[What you are asked to do] Below are records to be reproduced exactly and in full.

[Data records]
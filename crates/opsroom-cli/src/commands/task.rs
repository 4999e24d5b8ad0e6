//! Quality task commands for CLI.

use chrono::{Local, Utc};
use clap::Subcommand;
use opsroom_core::window::parse_date;
use opsroom_core::{Config, CoreError, QualityTask, TaskStatus, TimeOfDay};

use super::{open_store, Store};

#[derive(Subcommand)]
pub enum TaskAction {
    /// Create a new task instance
    Create {
        /// Task title
        title: String,
        /// Scheduled date, YYYY-MM-DD (default: today)
        #[arg(long)]
        date: Option<String>,
        /// Window start, HH:MM
        #[arg(long)]
        start: String,
        /// Due time, HH:MM
        #[arg(long)]
        due: String,
        /// Window end, HH:MM
        #[arg(long)]
        end: String,
        /// Schedule this instance belongs to
        #[arg(long)]
        schedule_id: Option<String>,
        /// Task description
        #[arg(long)]
        description: Option<String>,
        /// Person responsible
        #[arg(long)]
        assigned_to: Option<String>,
    },
    /// List tasks
    List {
        /// Only tasks scheduled on this date
        #[arg(long)]
        date: Option<String>,
        /// Only tasks with this status (pending, in_progress, completed, skipped)
        #[arg(long)]
        status: Option<String>,
    },
    /// Get task details
    Get {
        /// Task ID
        id: String,
    },
    /// Update a task
    Update {
        /// Task ID
        id: String,
        #[arg(long)]
        title: Option<String>,
        #[arg(long)]
        description: Option<String>,
        #[arg(long)]
        date: Option<String>,
        #[arg(long)]
        start: Option<String>,
        #[arg(long)]
        due: Option<String>,
        #[arg(long)]
        end: Option<String>,
        #[arg(long)]
        assigned_to: Option<String>,
        #[arg(long)]
        notes: Option<String>,
    },
    /// Mark a task as in progress
    Start { id: String },
    /// Mark a task as completed
    Complete { id: String },
    /// Mark a task as skipped
    Skip { id: String },
    /// Delete a task
    Delete {
        /// Task ID
        id: String,
    },
}

/// Reject tasks whose window does not parse or is out of order.
fn check_window(task: &QualityTask) -> Result<(), Box<dyn std::error::Error>> {
    task.time_window()?.validate()?;
    Ok(())
}

fn load_task(store: &dyn Store, id: &str) -> Result<QualityTask, Box<dyn std::error::Error>> {
    Ok(store.get_task(id)?.ok_or_else(|| CoreError::NotFound {
        entity: "task",
        id: id.to_string(),
    })?)
}

fn transition(
    store: &dyn Store,
    id: &str,
    next: TaskStatus,
) -> Result<(), Box<dyn std::error::Error>> {
    let mut task = load_task(store, id)?;
    task.transition_to(next)?;
    store.update_task(&task)?;
    println!("Task {id}: {}", task.status);
    Ok(())
}

pub fn run(action: TaskAction) -> Result<(), Box<dyn std::error::Error>> {
    let config = Config::load_or_default();
    let store = open_store(&config)?;
    let store = store.as_ref();

    match action {
        TaskAction::Create {
            title,
            date,
            start,
            due,
            end,
            schedule_id,
            description,
            assigned_to,
        } => {
            let date = match date {
                Some(d) => parse_date(&d)?,
                None => Local::now().date_naive(),
            };
            if let Some(ref sid) = schedule_id {
                store
                    .get_schedule(sid)?
                    .ok_or_else(|| format!("Schedule not found: {sid}"))?;
            }
            let mut task = QualityTask::new(title, date, start, due, end);
            task.schedule_id = schedule_id;
            task.description = description;
            task.assigned_to = assigned_to;
            check_window(&task)?;

            store.create_task(&task)?;
            println!("Task created: {}", task.id);
            println!("{}", serde_json::to_string_pretty(&task)?);
        }
        TaskAction::List { date, status } => {
            let status = match status {
                Some(s) => Some(TaskStatus::parse(&s).ok_or(format!("unknown status: {s}"))?),
                None => None,
            };
            let filtered: Vec<_> = store
                .list_tasks()?
                .into_iter()
                .filter(|task| date.as_ref().map_or(true, |d| &task.scheduled_date == d))
                .filter(|task| status.map_or(true, |s| task.status == s))
                .collect();
            println!("{}", serde_json::to_string_pretty(&filtered)?);
        }
        TaskAction::Get { id } => {
            let task = load_task(store, &id)?;
            println!("{}", serde_json::to_string_pretty(&task)?);
        }
        TaskAction::Update {
            id,
            title,
            description,
            date,
            start,
            due,
            end,
            assigned_to,
            notes,
        } => {
            let mut task = load_task(store, &id)?;

            if let Some(t) = title { task.title = t; }
            if let Some(d) = description { task.description = Some(d); }
            if let Some(d) = date { task.scheduled_date = parse_date(&d)?.format("%Y-%m-%d").to_string(); }
            if let Some(s) = start { task.window_start = TimeOfDay::canonical(&s); }
            if let Some(d) = due { task.due_time = TimeOfDay::canonical(&d); }
            if let Some(e) = end { task.window_end = TimeOfDay::canonical(&e); }
            if let Some(a) = assigned_to { task.assigned_to = Some(a); }
            if let Some(n) = notes { task.notes = Some(n); }
            check_window(&task)?;
            task.updated_at = Utc::now();

            store.update_task(&task)?;
            println!("Task updated:");
            println!("{}", serde_json::to_string_pretty(&task)?);
        }
        TaskAction::Start { id } => transition(store, &id, TaskStatus::InProgress)?,
        TaskAction::Complete { id } => transition(store, &id, TaskStatus::Completed)?,
        TaskAction::Skip { id } => transition(store, &id, TaskStatus::Skipped)?,
        TaskAction::Delete { id } => {
            store.delete_task(&id)?;
            println!("Task deleted: {id}");
        }
    }
    Ok(())
}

[Solution to the problem]
filename crates/opsroom-cli/src/commands/task.rs
repository 4999e24d5b8ad0e6
//! Quality task commands for CLI.

use chrono::{Local, Utc};
use clap::Subcommand;
use opsroom_core::window::parse_date;
use opsroom_core::{Config, CoreError, QualityTask, TaskStatus, TimeOfDay};

use super::{open_store, Store};

#[derive(Subcommand)]
pub enum TaskAction {
    /// Create a new task instance
    Create {
        /// Task title
        title: String,
        /// Scheduled date, YYYY-MM-DD (default: today)
        #[arg(long)]
        date: Option<String>,
        /// Window start, HH:MM
        #[arg(long)]
        start: String,
        /// Due time, HH:MM
        #[arg(long)]
        due: String,
        /// Window end, HH:MM
        #[arg(long)]
        end: String,
        /// Schedule this instance belongs to
        #[arg(long)]
        schedule_id: Option<String>,
        /// Task description
        #[arg(long)]
        description: Option<String>,
        /// Person responsible
        #[arg(long)]
        assigned_to: Option<String>,
    },
    /// List tasks
    List {
        /// Only tasks scheduled on this date
        #[arg(long)]
        date: Option<String>,
        /// Only tasks with this status (pending, in_progress, completed, skipped)
        #[arg(long)]
        status: Option<String>,
    },
    /// Get task details
    Get {
        /// Task ID
        id: String,
    },
    /// Update a task
    Update {
        /// Task ID
        id: String,
        #[arg(long)]
        title: Option<String>,
        #[arg(long)]
        description: Option<String>,
        #[arg(long)]
        date: Option<String>,
        #[arg(long)]
        start: Option<String>,
        #[arg(long)]
        due: Option<String>,
        #[arg(long)]
        end: Option<String>,
        #[arg(long)]
        assigned_to: Option<String>,
        #[arg(long)]
        notes: Option<String>,
    },
    /// Mark a task as in progress
    Start { id: String },
    /// Mark a task as completed
    Complete { id: String },
    /// Mark a task as skipped
    Skip { id: String },
    /// Delete a task
    Delete {
        /// Task ID
        id: String,
    },
}

/// Reject tasks whose window does not parse or is out of order.
fn check_window(task: &QualityTask) -> Result<(), Box<dyn std::error::Error>> {
    task.time_window()?.validate()?;
    Ok(())
}

fn load_task(store: &dyn Store, id: &str) -> Result<QualityTask, Box<dyn std::error::Error>> {
    Ok(store.get_task(id)?.ok_or_else(|| CoreError::NotFound {
        entity: "task",
        id: id.to_string(),
    })?)
}

fn transition(
    store: &dyn Store,
    id: &str,
    next: TaskStatus,
) -> Result<(), Box<dyn std::error::Error>> {
    let mut task = load_task(store, id)?;
    task.transition_to(next)?;
    store.update_task(&task)?;
    println!("Task {id}: {}", task.status);
    Ok(())
}

pub fn run(action: TaskAction) -> Result<(), Box<dyn std::error::Error>> {
    let config = Config::load_or_default();
    let store = open_store(&config)?;
    let store = store.as_ref();

    match action {
        TaskAction::Create {
            title,
            date,
            start,
            due,
            end,
            schedule_id,
            description,
            assigned_to,
        } => {
            let date = match date {
                Some(d) => parse_date(&d)?,
                None => Local::now().date_naive(),
            };
            if let Some(ref sid) = schedule_id {
                store
                    .get_schedule(sid)?
                    .ok_or_else(|| format!("Schedule not found: {sid}"))?;
            }
            let mut task = QualityTask::new(title, date, start, due, end);
            task.schedule_id = schedule_id;
            task.description = description;
            task.assigned_to = assigned_to;
            check_window(&task)?;

            store.create_task(&task)?;
            println!("Task created: {}", task.id);
            println!("{}", serde_json::to_string_pretty(&task)?);
        }
        TaskAction::List { date, status } => {
            let status = match status {
                Some(s) => Some(TaskStatus::parse(&s).ok_or(format!("unknown status: {s}"))?),
                None => None,
            };
            let filtered: Vec<_> = store
                .list_tasks()?
                .into_iter()
                .filter(|task| date.as_ref().map_or(true, |d| &task.scheduled_date == d))
                .filter(|task| status.map_or(true, |s| task.status == s))
                .collect();
            println!("{}", serde_json::to_string_pretty(&filtered)?);
        }
        TaskAction::Get { id } => {
            let task = load_task(store, &id)?;
            println!("{}", serde_json::to_string_pretty(&task)?);
        }
        TaskAction::Update {
            id,
            title,
            description,
            date,
            start,
            due,
            end,
            assigned_to,
            notes,
        } => {
            let mut task = load_task(store, &id)?;

            if let Some(t) = title { task.title = t; }
            if let Some(d) = description { task.description = Some(d); }
            if let Some(d) = date { task.scheduled_date = parse_date(&d)?.format("%Y-%m-%d").to_string(); }
            if let Some(s) = start { task.window_start = TimeOfDay::canonical(&s); }
            if let Some(d) = due { task.due_time = TimeOfDay::canonical(&d); }
            if let Some(e) = end { task.window_end = TimeOfDay::canonical(&e); }
            if let Some(a) = assigned_to { task.assigned_to = Some(a); }
            if let Some(n) = notes { task.notes = Some(n); }
            check_window(&task)?;
            task.updated_at = Utc::now();

            store.update_task(&task)?;
            println!("Task updated:");
            println!("{}", serde_json::to_string_pretty(&task)?);
        }
        TaskAction::Start { id } => transition(store, &id, TaskStatus::InProgress)?,
        TaskAction::Complete { id } => transition(store, &id, TaskStatus::Completed)?,
        TaskAction::Skip { id } => transition(store, &id, TaskStatus::Skipped)?,
        TaskAction::Delete { id } => {
            store.delete_task(&id)?;
            println!("Task deleted: {id}");
        }
    }
    Ok(())
}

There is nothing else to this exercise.